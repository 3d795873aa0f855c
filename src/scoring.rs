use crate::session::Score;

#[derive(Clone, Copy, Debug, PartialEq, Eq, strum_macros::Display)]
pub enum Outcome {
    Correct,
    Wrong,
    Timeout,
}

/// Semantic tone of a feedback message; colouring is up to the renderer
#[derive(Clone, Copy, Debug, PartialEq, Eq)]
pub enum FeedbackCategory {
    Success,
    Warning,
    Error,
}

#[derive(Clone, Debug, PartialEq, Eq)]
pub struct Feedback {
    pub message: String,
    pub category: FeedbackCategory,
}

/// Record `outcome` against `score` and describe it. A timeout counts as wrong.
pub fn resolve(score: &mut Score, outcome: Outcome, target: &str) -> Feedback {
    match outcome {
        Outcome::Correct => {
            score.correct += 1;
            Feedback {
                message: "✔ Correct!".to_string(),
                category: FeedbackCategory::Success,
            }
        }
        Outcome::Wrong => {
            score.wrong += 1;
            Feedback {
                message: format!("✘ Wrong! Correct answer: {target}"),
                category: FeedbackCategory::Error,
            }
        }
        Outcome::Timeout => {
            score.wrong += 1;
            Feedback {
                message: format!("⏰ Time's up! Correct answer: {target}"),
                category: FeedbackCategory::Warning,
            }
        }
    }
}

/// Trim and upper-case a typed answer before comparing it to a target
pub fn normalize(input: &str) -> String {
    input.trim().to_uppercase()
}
==
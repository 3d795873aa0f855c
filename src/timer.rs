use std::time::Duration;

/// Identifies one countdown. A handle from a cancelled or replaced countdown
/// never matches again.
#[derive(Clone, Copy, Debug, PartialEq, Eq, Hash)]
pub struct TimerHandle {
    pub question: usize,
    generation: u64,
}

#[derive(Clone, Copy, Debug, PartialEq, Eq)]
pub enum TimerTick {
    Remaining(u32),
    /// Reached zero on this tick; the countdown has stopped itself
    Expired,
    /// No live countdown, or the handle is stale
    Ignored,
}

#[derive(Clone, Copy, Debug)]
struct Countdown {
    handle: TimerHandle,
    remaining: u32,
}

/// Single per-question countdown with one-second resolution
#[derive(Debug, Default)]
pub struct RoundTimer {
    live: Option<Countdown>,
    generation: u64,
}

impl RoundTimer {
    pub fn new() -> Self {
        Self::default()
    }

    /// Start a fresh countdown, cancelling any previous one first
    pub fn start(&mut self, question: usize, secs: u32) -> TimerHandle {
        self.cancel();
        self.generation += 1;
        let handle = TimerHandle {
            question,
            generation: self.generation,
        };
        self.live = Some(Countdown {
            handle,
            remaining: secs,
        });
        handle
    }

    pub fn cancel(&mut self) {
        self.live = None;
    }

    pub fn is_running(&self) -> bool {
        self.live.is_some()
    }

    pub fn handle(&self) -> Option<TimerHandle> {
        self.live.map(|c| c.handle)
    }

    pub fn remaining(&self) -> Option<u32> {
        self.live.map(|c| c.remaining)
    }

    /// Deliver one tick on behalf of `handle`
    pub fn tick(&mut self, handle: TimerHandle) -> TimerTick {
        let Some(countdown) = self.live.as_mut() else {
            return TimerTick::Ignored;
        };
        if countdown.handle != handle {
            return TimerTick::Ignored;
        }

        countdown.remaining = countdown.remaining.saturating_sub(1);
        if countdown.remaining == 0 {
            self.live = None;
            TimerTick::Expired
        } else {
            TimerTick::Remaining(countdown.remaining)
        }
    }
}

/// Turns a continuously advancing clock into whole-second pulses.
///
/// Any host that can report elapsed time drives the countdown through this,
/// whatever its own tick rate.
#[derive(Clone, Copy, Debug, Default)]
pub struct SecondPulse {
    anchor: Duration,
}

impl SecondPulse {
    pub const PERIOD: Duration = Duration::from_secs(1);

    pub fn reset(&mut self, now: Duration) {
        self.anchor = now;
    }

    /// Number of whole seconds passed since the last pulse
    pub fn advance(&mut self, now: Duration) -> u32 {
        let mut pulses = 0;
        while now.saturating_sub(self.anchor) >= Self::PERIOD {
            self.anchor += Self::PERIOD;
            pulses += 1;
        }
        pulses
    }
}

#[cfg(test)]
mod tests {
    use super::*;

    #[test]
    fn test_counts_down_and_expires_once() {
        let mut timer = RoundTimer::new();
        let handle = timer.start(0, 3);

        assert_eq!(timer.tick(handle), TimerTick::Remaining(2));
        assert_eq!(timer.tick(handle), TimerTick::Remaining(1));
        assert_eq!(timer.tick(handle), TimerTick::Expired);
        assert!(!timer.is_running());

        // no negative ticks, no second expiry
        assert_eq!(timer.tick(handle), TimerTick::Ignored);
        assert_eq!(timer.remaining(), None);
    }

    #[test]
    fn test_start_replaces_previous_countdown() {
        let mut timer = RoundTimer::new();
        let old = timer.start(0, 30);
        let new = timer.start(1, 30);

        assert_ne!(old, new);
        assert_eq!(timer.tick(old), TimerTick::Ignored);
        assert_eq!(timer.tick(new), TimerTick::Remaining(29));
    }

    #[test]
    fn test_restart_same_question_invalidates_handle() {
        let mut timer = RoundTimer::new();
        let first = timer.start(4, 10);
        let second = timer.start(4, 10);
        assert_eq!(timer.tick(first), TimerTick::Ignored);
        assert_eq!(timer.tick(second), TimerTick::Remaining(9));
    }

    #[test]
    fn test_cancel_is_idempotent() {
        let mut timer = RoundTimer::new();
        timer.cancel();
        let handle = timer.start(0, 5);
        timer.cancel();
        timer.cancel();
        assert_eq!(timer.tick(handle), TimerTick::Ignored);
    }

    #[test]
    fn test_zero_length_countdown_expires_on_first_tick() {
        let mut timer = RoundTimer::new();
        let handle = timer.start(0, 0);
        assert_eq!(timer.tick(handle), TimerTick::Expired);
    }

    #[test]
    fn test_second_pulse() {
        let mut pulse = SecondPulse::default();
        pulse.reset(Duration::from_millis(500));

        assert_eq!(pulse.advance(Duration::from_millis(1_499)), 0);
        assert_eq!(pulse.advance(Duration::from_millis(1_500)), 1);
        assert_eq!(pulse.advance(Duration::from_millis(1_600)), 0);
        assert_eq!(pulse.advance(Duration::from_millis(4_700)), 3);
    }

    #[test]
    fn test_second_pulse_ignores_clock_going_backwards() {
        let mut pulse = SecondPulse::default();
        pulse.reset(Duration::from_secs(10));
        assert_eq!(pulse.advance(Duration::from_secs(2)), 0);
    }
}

EXERCISE REQUIREMENTS: Report every line of the preceding listing where the string "generation" occurs.

EXERCISE ANSWER:
    generation: u64,
    generation: u64,
        self.generation += 1;
            generation: self.generation,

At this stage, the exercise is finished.